Tal es el título del nuevo libro publicado por el Centro de Políticas Comparadas de Educación y el Programa Anillo de Políticas de Educación Superior, editado conjutamente por JJ Brunner y C Peña.
Como señalan los editores en la Presentación del Libro:
Hay pocas instituciones sociales a las que se atribuyan mayores virtudes que a las de educación superior y, en especial, a las universidades. Se las considera entre las instituciones más antiguas de la cultura occidental (por supuesto más viejas que el estado moderno) y suele verse en ellas el lugar donde cada época atesora y divulga el saber de su tiempo (el lugar por excelencia de la alta cultura profana). Esos rasgos -antigüedad y sabiduría- justifican las múltiples funciones sociales que se les atribuye hasta hoy: formar el capital humano avanzado, desarrollar el conocimiento y la erudición, hacer más vigorosa la cultura deliberativa que es propia de la democracia, contribuir a la cohesión social, servir de canal meritocrático para los grupos ascendentes, formar las élites profesionales y políticas.
Por supuesto, si juzgáramos a las instituciones de educación superior por la medida en que satisfacen esas aspiraciones, pocas quedarían en pie. Para la mayor parte, esas imágenes no son descripciones fidedignas de su quehacer, sino recursos de legitimación de su existencia o simples expectativas.
Esas ideas que forman parte de la cultura de las instituciones de educación superior -la autoconciencia de una parte de sus miembros como mandarines de la cultura nacional- es la que hace tan difícil discutir las políticas públicas en esta área. Cuando se las quiere reformar, las universidades erigen ese ideal como si fuera un retrato de lo que ellas son ¿Y quién querría modificar o cambiar tan excelsas instituciones? En cambio, cuando los grupos que las integran abogan por mayores recursos, esgrimen esos ideales como proyectos aspiracionales ¿Acaso la sociedad no desea contar con instituciones de tamañas virtudes?
Pero no son sólo esas peculiaridades conceptuales las que hacen tan difícil el trato con las instituciones de educación superior.
Ocurre además que las universidades -las más gravitantes de las instituciones que integran la educación superior- son, tal como las conocemos hoy, una institución estrictamente moderna que nació al amparo de los procesos emancipatorios de los estados nacionales y provista de los ideales del saber totalizador. Y si bien estas instituciones forman parte de la expansión de eso que en la literatura se conoce como capitalismo, en los hechos sus miembros siempre aspiraron a mantenerse lejos de los avatares del trabajo y del capital.

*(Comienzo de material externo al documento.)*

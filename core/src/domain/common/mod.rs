use std::path::PathBuf;

use chrono::{DateTime, Utc};
use uuid::{NoContext, Timestamp, Uuid};

pub mod entities;
pub mod services;

pub const DEFAULT_GEMINI_BASE_URL: &str = "https://generativelanguage.googleapis.com";
pub const DEFAULT_GEMINI_MODEL: &str = "gemini-2.5-flash";
pub const DEFAULT_IDENTITY_BASE_URL: &str = "https://identitytoolkit.googleapis.com";

#[derive(Clone, Debug)]
pub struct KurdMedConfig {
    pub llm: LLMConfig,
    pub identity: IdentityConfig,
    pub storage: StorageConfig,
}

#[derive(Clone, Debug)]
pub struct LLMConfig {
    pub gemini_api_key: String,
    pub gemini_model: String,
    pub gemini_base_url: String,
}

impl Default for LLMConfig {
    fn default() -> Self {
        Self {
            gemini_api_key: String::new(),
            gemini_model: DEFAULT_GEMINI_MODEL.to_string(),
            gemini_base_url: DEFAULT_GEMINI_BASE_URL.to_string(),
        }
    }
}

#[derive(Clone, Debug)]
pub struct IdentityConfig {
    pub firebase_api_key: String,
    pub firebase_base_url: String,
}

#[derive(Clone, Debug, Default)]
pub struct StorageConfig {
    /// Directory holding `en.json` and `ku.json`. Bundled copies are used when unset.
    pub locales_dir: Option<PathBuf>,
    /// JSON file backing the preference store. Preferences live in memory when unset.
    pub preferences_path: Option<PathBuf>,
}

pub fn generate_timestamp() -> (DateTime<Utc>, Timestamp) {
    let now = Utc::now();
    let seconds = now.timestamp().try_into().unwrap_or(0);
    let timestamp = Timestamp::from_unix(NoContext, seconds, now.timestamp_subsec_nanos());

    (now, timestamp)
}

pub fn generate_uuid_v7() -> Uuid {
    let (_, timestamp) = generate_timestamp();
    Uuid::new_v7(timestamp)
}

/// Opaque bearer token made of 122 random bits.
pub fn generate_session_token() -> String {
    Uuid::new_v4().simple().to_string()
}

#[cfg(test)]
mod tests {
    use super::*;

    #[test]
    fn test_session_tokens_are_unique_hex() {
        let first = generate_session_token();
        let second = generate_session_token();

        assert_eq!(first.len(), 32);
        assert!(first.chars().all(|c| c.is_ascii_hexdigit()));
        assert_ne!(first, second);
    }
}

El resultado es que la cultura académica de las grandes universidades suele estar atada a los proyectos estatales y mantiene distancias muy severas con las conductas orientadas al mercado.
Y todo lo anterior ocurre justamente en momentos en los que la dinámica de expansión capitalista empuja a las universidades hacia la conducta de mercado, fragmenta el saber y debilita los estados nacionales. Es decir, deteriora los supuestos sobre los que reposa la autoconciencia de la universidad moderna.
¿Cómo evaluar estas transformaciones y desasosiegos de las universidades contemporáneas?
A responder esta pregunta se consagran en este libro 17 artículos de diversos autores.